CFTC charges operator of commodity futures pool over USD40m Ponzi scheme
The US Commodity Futures Trading Commission has charged Daren L. Palmer of Idaho Falls, Idaho, with operating a Ponzi scheme involving approximately USD40m in connection with the unregistered Trigon Group commodity futures pool.
The CFTC's complaint charges Palmer with solicitation fraud and misappropriation of pool funds for personal use and for use in running a Ponzi scheme. He is also charged with sending customers false account statements and failing to register with the CFTC as a commodity pool operator.
In conjunction with the CFTC's filing, Judge Edward J. Lodge of the US District Court for the District of Idaho issued a restraining order freezing the defendants' assets and preserving records.
The CFTC alleges that, from at least September 2000 onward, Palmer fraudulently solicited some USD40m from dozens of individuals and entities to participate in a commodity futures pool to trade commodity futures or options on commodity futures contracts.
In soliciting prospective and existing participants, Palmer allegedly claimed that he was a successful commodity futures trader, that his pool had a successful track record, and that the pool achieved positive returns of as much as seven per cent monthly and 20 per cent annually.
'This is another unfortunate example of the maxim, 'If it appears too good to be true, it probably is',' says CFTC acting director of enforcement Stephen J. Obie. 'Investors must carefully scrutinise any investment opportunity that claims to be consistently profitable.

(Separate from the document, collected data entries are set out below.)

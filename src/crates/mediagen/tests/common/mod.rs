//! Common test utilities and setup

#![allow(dead_code)]

use async_trait::async_trait;
use mediagen::executor::{GenerationBackend, GenerationRequest};
use mediagen::{
    ArtifactRepository, Database, GenerationOrchestrator, MediaError, PromptRepository, PromptType,
};
use std::sync::atomic::{AtomicUsize, Ordering};
use std::sync::{Arc, Mutex};
use std::time::Duration;
use tempfile::TempDir;

static TEST_DB_COUNTER: AtomicUsize = AtomicUsize::new(0);

pub const IMAGE_CONTENT: &str = r#"{
    "prompt": "a red fox in the snow",
    "negative_prompt": "blurry",
    "style_tags": ["watercolor"],
    "technical_params": {"aspect_ratio": "1:1", "quality": "high", "mood": "calm"}
}"#;

pub const LYRICS_CONTENT: &str = r#"{
    "title": "Northern Lights",
    "genre": "synthpop",
    "mood": "hopeful",
    "tempo": "120 bpm",
    "structure": [
        {"type": "verse", "number": 1, "lyrics": "Cold air, bright sky"},
        {"type": "chorus", "lyrics": "We glow"}
    ],
    "metadata": {"key": "A minor", "vocal_style": "airy", "instrumentation": ["synth", "drums"]}
}"#;

/// Create a migrated test database with a unique name
pub async fn setup_test_db() -> (TempDir, Arc<Database>) {
    let temp_dir = TempDir::new().expect("Failed to create temp dir");

    let counter = TEST_DB_COUNTER.fetch_add(1, Ordering::SeqCst);
    let db_path = temp_dir.path().join(format!("test_{}.db", counter));

    let db = Database::initialize(&db_path)
        .await
        .expect("Failed to create test database");

    (temp_dir, Arc::new(db))
}

/// Insert a prompt with explicit fields. Returns its id.
pub async fn insert_prompt(
    db: &Database,
    prompt_type: &str,
    upstream_status: &str,
    created_at: i64,
) -> i64 {
    sqlx::query(
        "INSERT INTO prompts (prompt_text, prompt_type, status, artifact_status, created_at)
         VALUES ('test prompt', ?, ?, 'pending', ?)",
    )
    .bind(prompt_type)
    .bind(upstream_status)
    .bind(created_at)
    .execute(db.pool())
    .await
    .expect("Failed to insert prompt")
    .last_insert_rowid()
}

/// Insert a content record and link it to `prompt_id`. Returns the content id.
pub async fn attach_content(
    db: &Database,
    prompt_id: i64,
    content_type: &str,
    content: &str,
    position: i64,
) -> i64 {
    let writing_id = sqlx::query(
        "INSERT INTO writings (content, content_type, title) VALUES (?, ?, 'Test title')",
    )
    .bind(content)
    .bind(content_type)
    .execute(db.pool())
    .await
    .expect("Failed to insert content")
    .last_insert_rowid();

    sqlx::query("INSERT INTO prompt_writings (prompt_id, writing_id, position) VALUES (?, ?, ?)")
        .bind(prompt_id)
        .bind(writing_id)
        .bind(position)
        .execute(db.pool())
        .await
        .expect("Failed to link content");

    writing_id
}

/// A completed prompt of `prompt_type` with one valid content record
pub async fn seed_prompt(db: &Database, prompt_type: PromptType, created_at: i64) -> i64 {
    let content = match prompt_type {
        PromptType::Image => IMAGE_CONTENT,
        PromptType::Lyrics => LYRICS_CONTENT,
    };
    let id = insert_prompt(db, prompt_type.as_str(), "completed", created_at).await;
    attach_content(db, id, prompt_type.as_str(), content, 0).await;
    id
}

/// Raw `(artifact_status, error_message, processing_started_at)` of a prompt
pub async fn prompt_state(db: &Database, prompt_id: i64) -> (String, Option<String>, Option<i64>) {
    sqlx::query_as(
        "SELECT artifact_status, error_message, processing_started_at FROM prompts WHERE id = ?",
    )
    .bind(prompt_id)
    .fetch_one(db.pool())
    .await
    .expect("Failed to read prompt state")
}

pub async fn set_raw_status(db: &Database, prompt_id: i64, status: &str, started_at: Option<i64>) {
    sqlx::query(
        "UPDATE prompts SET artifact_status = ?, processing_started_at = ? WHERE id = ?",
    )
    .bind(status)
    .bind(started_at)
    .bind(prompt_id)
    .execute(db.pool())
    .await
    .expect("Failed to set prompt status");
}

pub async fn artifact_count(db: &Database, prompt_id: i64) -> i64 {
    sqlx::query_scalar("SELECT COUNT(*) FROM artifacts WHERE prompt_id = ?")
        .bind(prompt_id)
        .fetch_one(db.pool())
        .await
        .expect("Failed to count artifacts")
}

/// Orchestrator over `db` writing under `<temp_dir>/output`
pub fn orchestrator(
    temp_dir: &TempDir,
    db: Arc<Database>,
    backend: Arc<dyn GenerationBackend>,
) -> GenerationOrchestrator {
    GenerationOrchestrator::new(
        PromptRepository::new(db.clone()),
        ArtifactRepository::new(db),
        backend,
        temp_dir.path().join("output"),
    )
}

/// Writes the given file names into the output directory and records requests
#[derive(Debug, Default)]
pub struct FileWritingBackend {
    files: Vec<String>,
    delay: Option<Duration>,
    pub requests: Mutex<Vec<GenerationRequest>>,
}

impl FileWritingBackend {
    pub fn new(files: &[&str]) -> Self {
        Self {
            files: files.iter().map(|f| f.to_string()).collect(),
            ..Default::default()
        }
    }

    pub fn with_delay(mut self, delay: Duration) -> Self {
        self.delay = Some(delay);
        self
    }

    pub fn request_count(&self) -> usize {
        self.requests.lock().unwrap().len()
    }
}

#[async_trait]
impl GenerationBackend for FileWritingBackend {
    async fn generate(&self, request: &GenerationRequest) -> mediagen::Result<()> {
        self.requests.lock().unwrap().push(request.clone());
        if let Some(delay) = self.delay {
            tokio::time::sleep(delay).await;
        }
        for file in &self.files {
            tokio::fs::write(request.output_dir.join(file), b"media").await?;
        }
        Ok(())
    }
}

/// Always fails with a fixed message
#[derive(Debug)]
pub struct FailingBackend {
    pub message: String,
}

impl FailingBackend {
    pub fn new(message: impl Into<String>) -> Self {
        Self {
            message: message.into(),
        }
    }
}

#[async_trait]
impl GenerationBackend for FailingBackend {
    async fn generate(&self, _request: &GenerationRequest) -> mediagen::Result<()> {
        Err(MediaError::generation(self.message.clone()))
    }
}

'The CFTC, working in tandem with other federal authorities, continues to pursue corrupt commodity professionals who treat investor's hard earned money as their own.'
In reality, the CFTC says, Palmer was neither successfully trading nor making an effort to do so. As alleged, despite taking in at least USD40m in participant funds since September 2000, Palmer only placed USD4.5m in his trading accounts.
Moreover, Palmer admitted in sworn testimony that he used participants' funds to pay principal and purported profitable returns to existing pool participants in a manner typical of a Ponzi scheme. He also admitted that he misappropriated pool funds for his personal use for the construction of a new home, to pay credit card bills, and purchase snowmobiles.
From the outset, Palmer also paid himself purported fees based on the falsified earnings and increased value of the pool. Contrary to his claim that he would be compensated only after pool participants earned a certain rate of return, during the course of Trigon's operation, Palmer helped himself to monthly fees ranging from USD25,000 to USD35,000, regardless of the profitability of Trigon's futures trading.
According to the complaint, Palmer concealed the fraud by failing to register with the CFTC and providing fabricated quarterly account statements to pool participants, which showed consistently profitable pool returns. The account statements reported that as late as 2008, the pool had increased in value to over USD65m.
Efforts are ongoing to account for and locate pool participant funds. in the litigation, the CFTC is seeking restitution, disgorgement of ill-gotten gains, civil monetary penalties, and permanent injunctions against further violations of the federal commodities laws and against further trading.